La crise des devises étrangères a réduit les importations, créant de graves pénuries qui incluent également les médicaments et obligeant les gens à faire la queue pour obtenir les besoins de base.

« Si des mesures avaient au moins été prises pour ralentir l’effondrement de l’économie au début, nous ne serions pas confrontés à cette situation difficile aujourd’hui. Mais nous avons raté cette opportunité. Nous voyons maintenant des signes d’une éventuelle chute au plus bas », a-t-il déclaré.

Jusqu’à présent, le Sri Lanka s’est débrouillé, principalement soutenu par 4 milliards de dollars de lignes de crédit de l’Inde voisine. Mais Wickremesinghe a déclaré que l’Inde ne serait pas en mesure de maintenir le Sri Lanka à flot longtemps.

Il a également reçu des promesses de dons de 300 à 600 millions de dollars de la Banque mondiale pour acheter des médicaments et d’autres articles essentiels.

Le Sri Lanka a déjà annoncé qu’il suspendait le remboursement de 7 milliards de dollars de dette extérieure due cette année, en attendant le résultat des négociations avec le Fonds monétaire international sur un plan de sauvetage. Il doit payer 5 milliards de dollars en moyenne par an jusqu’en 2026.
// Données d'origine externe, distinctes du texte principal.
//! Reconciles a thread's server state, its checkpoint timeline, the live
//! stream and the user's local edits into the transcript the caller sees.

use serde_json::Map;
use serde_json::Value;
use studio_protocol::EagerRunRequest;
use studio_protocol::HistorySnapshot;
use studio_protocol::Message;
use studio_protocol::RunRequest;
use studio_protocol::StateUpdate;
use studio_protocol::StreamState;
use studio_protocol::Thread;
use tracing::debug;
use tracing::warn;

use crate::client::ApiClient;
use crate::error::Result;
use crate::history::HistoryStore;
use crate::message_edit::MessageEditor;
use crate::stream_session::SessionState;
use crate::stream_session::StreamSession;

/// Transcript implied by the thread state and the stream.
pub fn merge_transcript(baseline: &[Message], stream: Option<&StreamState>) -> Vec<Message> {
    match stream.and_then(|s| s.messages.as_ref().map(|m| (s.merge, m))) {
        Some((true, messages)) => baseline.iter().chain(messages).cloned().collect(),
        Some((false, messages)) => messages.clone(),
        None => baseline.to_vec(),
    }
}

/// What changed as a result of observing a new session state.
#[derive(Debug, Default, Clone, Copy, PartialEq, Eq)]
pub struct Observed {
    pub transcript_changed: bool,
    /// The stream just left `inflight`.
    pub settled: bool,
}

#[derive(Debug)]
pub struct ThreadView {
    thread: Thread,
    /// Values of the last fetched thread state.
    baseline: Vec<Message>,
    resumeable: bool,
    history: HistoryStore,
    /// Last transcript computed from `baseline` and the stream.
    server_transcript: Vec<Message>,
    /// Editable copy shown to the user.
    local: Vec<Message>,
    editing: Vec<bool>,
    active_index: usize,
    navigated: bool,
    was_inflight: bool,
}

impl ThreadView {
    pub fn new(thread: Thread) -> Self {
        Self {
            thread,
            baseline: Vec::new(),
            resumeable: false,
            history: HistoryStore::new(),
            server_transcript: Vec::new(),
            local: Vec::new(),
            editing: Vec::new(),
            active_index: 0,
            navigated: false,
            was_inflight: false,
        }
    }

    pub fn thread(&self) -> &Thread {
        &self.thread
    }

    pub fn thread_id(&self) -> &str {
        &self.thread.thread_id
    }

    pub fn baseline(&self) -> &[Message] {
        &self.baseline
    }

    /// The local transcript, including unsaved edits.
    pub fn transcript(&self) -> &[Message] {
        &self.local
    }

    pub fn editing(&self) -> &[bool] {
        &self.editing
    }

    pub fn is_editing(&self) -> bool {
        self.editing.iter().any(|&e| e)
    }

    pub fn resumeable(&self) -> bool {
        self.resumeable
    }

    pub fn history(&self) -> &HistoryStore {
        &self.history
    }

    pub fn timeline(&self) -> Vec<&HistorySnapshot> {
        self.history.timeline()
    }

    pub fn active_index(&self) -> usize {
        self.active_index
    }

    pub fn active_snapshot(&self) -> Option<&HistorySnapshot> {
        self.history.snapshot_at(self.active_index)
    }

    pub fn is_latest(&self) -> bool {
        self.active_index + 1 >= self.history.timeline_len()
    }

    /// A run was observed streaming and its end has not been seen yet.
    pub fn awaiting_settle(&self) -> bool {
        self.was_inflight
    }

    pub fn can_rerun(&self) -> bool {
        !self.is_editing() && self.active_index + 1 < self.history.timeline_len()
    }

    pub fn can_permit(&self, state: &SessionState) -> bool {
        self.resumeable && self.is_latest() && !state.is_inflight()
    }

    /// Fetches thread state and history and resets local edits and
    /// navigation.
    pub async fn load(&mut self, client: &ApiClient) -> Result<()> {
        let thread_id = self.thread.thread_id.clone();
        let (state, log) = tokio::try_join!(
            client.get_thread_state(&thread_id),
            client.get_history(&thread_id)
        )?;
        self.resumeable = state.resumeable;
        self.baseline = state.values;
        self.server_transcript = self.baseline.clone();
        self.set_local(self.baseline.clone());
        self.history.replace(&thread_id, log);
        self.navigated = false;
        self.snap_to_latest();
        Ok(())
    }

    pub async fn refresh_history(&mut self, client: &ApiClient) -> Result<()> {
        let before = self.history.timeline_len();
        self.history.load(client, &self.thread.thread_id).await?;
        if self.history.timeline_len() != before {
            self.navigated = false;
        }
        if !self.navigated {
            self.snap_to_latest();
        }
        Ok(())
    }

    fn snap_to_latest(&mut self) {
        self.active_index = self.history.timeline_len().saturating_sub(1);
    }

    fn set_local(&mut self, messages: Vec<Message>) {
        self.editing = vec![false; messages.len()];
        self.local = messages;
    }

    /// Folds a newly published session state into the view.
    pub fn observe(&mut self, state: &SessionState) -> Observed {
        let transcript = merge_transcript(&self.baseline, state.stream.as_ref());
        let transcript_changed = transcript != self.server_transcript;
        if transcript_changed {
            self.server_transcript = transcript.clone();
            self.set_local(transcript);
        }
        let inflight = state.is_inflight();
        let settled = self.was_inflight && !inflight;
        self.was_inflight = inflight;
        Observed {
            transcript_changed,
            settled,
        }
    }

    /// Called once the stream has left `inflight`: the refreshed server state
    /// replaces the streamed transcript.
    pub async fn settle(&mut self, client: &ApiClient, session: &mut StreamSession) -> Result<()> {
        self.resumeable = false;
        let state = client.get_thread_state(&self.thread.thread_id).await?;
        self.baseline = state.values;
        self.resumeable = state.resumeable;
        session.release();
        self.observe(&session.state());
        Ok(())
    }

    /// Replaces the local message with the same id. Returns false when no
    /// message matches.
    pub fn update_message(&mut self, message: Message) -> bool {
        let Some(id) = message.id.as_deref() else {
            return false;
        };
        let Some(pos) = self.local.iter().position(|m| m.id.as_deref() == Some(id)) else {
            debug!("no local message with id {id}");
            return false;
        };
        let mut next = self.local.clone();
        next[pos] = message;
        self.set_local(next);
        true
    }

    pub fn begin_edit(&mut self, index: usize) -> Option<MessageEditor> {
        let message = self.local.get(index)?;
        let editor = MessageEditor::new(index, message);
        self.editing[index] = true;
        Some(editor)
    }

    pub fn commit_edit(&mut self, editor: MessageEditor) -> bool {
        let index = editor.index();
        let updated = self.update_message(editor.finish());
        if !updated && let Some(flag) = self.editing.get_mut(index) {
            *flag = false;
        }
        updated
    }

    pub fn cancel_edit(&mut self, index: usize) {
        if let Some(flag) = self.editing.get_mut(index) {
            *flag = false;
        }
    }

    /// Shows the checkpoint at timeline `index`. Not allowed while a run is
    /// streaming.
    pub fn select_checkpoint(&mut self, index: usize, session: &StreamSession) -> bool {
        if session.is_inflight() {
            return false;
        }
        let Some(values) = self.history.snapshot_at(index).map(|s| s.values.clone()) else {
            return false;
        };
        self.set_local(values);
        self.active_index = index;
        self.navigated = !self.is_latest();
        session.set_error_message(None);
        true
    }

    /// Starts a run on `session`. A non-empty input already carries the
    /// prior transcript, so the baseline is dropped until the next refresh.
    pub(crate) fn start_run(
        &mut self,
        client: &ApiClient,
        session: &mut StreamSession,
        input: Option<Vec<Message>>,
        config: Option<Map<String, Value>>,
    ) -> u64 {
        if input.is_some() {
            self.baseline.clear();
        }
        let token = session.start(
            client,
            RunRequest {
                input,
                assistant_id: self.thread.assistant_id.clone(),
                thread_id: self.thread.thread_id.clone(),
                config,
            },
        );
        self.observe(&session.state());
        token
    }

    /// Continues from the selected checkpoint with the (possibly edited)
    /// local transcript. Returns false when a rerun is not possible.
    pub async fn rerun(&mut self, client: &ApiClient, session: &mut StreamSession) -> Result<bool> {
        if !self.can_rerun() {
            debug!("rerun refused: editing or already at the latest checkpoint");
            return Ok(false);
        }
        let config = self.active_config();
        let input = (!self.local.is_empty()).then(|| self.local.clone());
        self.history.truncate_after(self.active_index);
        self.navigated = false;
        self.snap_to_latest();
        self.start_run(client, session, input, Some(config));
        if let Err(err) = self.refresh_history(client).await {
            warn!("failed to reload history after rerun: {err}");
            session.set_error_message(Some(err.to_string()));
        }
        Ok(true)
    }

    /// Saves the local transcript as the thread state and resumes the paused
    /// run. On rejection the server's explanation becomes the error message
    /// and nothing else changes.
    pub async fn permit_tool_execution(
        &mut self,
        client: &ApiClient,
        session: &mut StreamSession,
    ) -> Result<bool> {
        if !self.can_permit(&session.state()) {
            debug!("permit refused: not resumeable, not latest, or a run is in flight");
            return Ok(false);
        }
        let update = StateUpdate::Messages {
            messages: self.local.clone(),
        };
        if let Err(err) = client.update_thread_state(&self.thread.thread_id, &update).await {
            session.set_error_message(Some(err.to_string()));
            return Err(err);
        }
        self.start_run(client, session, None, None);
        Ok(true)
    }

    fn active_config(&self) -> Map<String, Value> {
        self.active_snapshot()
            .map(|s| s.config.clone())
            .unwrap_or_default()
    }

    /// Starts a run with a raw graph state as input, from the selected
    /// checkpoint's config. `None` continues the thread in place.
    pub fn start_state_run(
        &mut self,
        client: &ApiClient,
        session: &mut StreamSession,
        state: Option<Value>,
    ) -> u64 {
        let token = session.start_with_state(
            client,
            RunRequest {
                input: state,
                assistant_id: self.thread.assistant_id.clone(),
                thread_id: self.thread.thread_id.clone(),
                config: Some(self.active_config()),
            },
        );
        self.observe(&session.state());
        token
    }

    /// Overwrites the graph state at the selected checkpoint with `values`
    /// and resumes from the checkpoint config the server returns. Only
    /// offered on a past checkpoint while nothing is streaming.
    pub async fn resume_with_values(
        &mut self,
        client: &ApiClient,
        session: &mut StreamSession,
        values: Value,
    ) -> Result<bool> {
        if session.is_inflight() || self.is_latest() {
            debug!("resume refused: a run is in flight or the latest checkpoint is selected");
            return Ok(false);
        }
        let update = StateUpdate::Values {
            values,
            config: self.active_config(),
        };
        let config = match client.update_thread_state(&self.thread.thread_id, &update).await {
            Ok(Value::Object(config)) => Some(config),
            Ok(_) => None,
            Err(err) => {
                session.set_error_message(Some(err.to_string()));
                return Err(err);
            }
        };
        session.start_with_state(
            client,
            RunRequest {
                input: None,
                assistant_id: self.thread.assistant_id.clone(),
                thread_id: self.thread.thread_id.clone(),
                config,
            },
        );
        self.observe(&session.state());
        Ok(true)
    }

    /// Runs to completion without streaming. Failures become the error
    /// message; the transcript is left alone either way.
    pub async fn run_eager(
        &self,
        client: &ApiClient,
        session: &StreamSession,
        input: Value,
        config: Option<Map<String, Value>>,
    ) -> Result<Value> {
        let request = EagerRunRequest {
            input,
            assistant_id: self.thread.assistant_id.clone(),
            thread_id: self.thread.thread_id.clone(),
            config,
        };
        match client.invoke_eager(&request).await {
            Ok(output) => {
                session.set_error_message(None);
                Ok(output)
            }
            Err(err) => {
                session.set_error_message(Some(err.to_string()));
                Err(err)
            }
        }
    }
}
Wickremesinghe a déclaré que l’aide du FMI semble être la seule option du pays maintenant. Des responsables de l’agence sont en visite au Sri Lanka pour discuter de l’idée. Un accord au niveau du personnel devrait être conclu d’ici la fin juillet.

“Nous avons conclu les discussions initiales et nous avons échangé des idées sur divers secteurs”, a déclaré Wickremesighe.

Des représentants des conseillers financiers et juridiques du gouvernement sur la restructuration de la dette sont également en visite sur l’île, et une équipe du Trésor américain arrivera la semaine prochaine, a-t-il déclaré.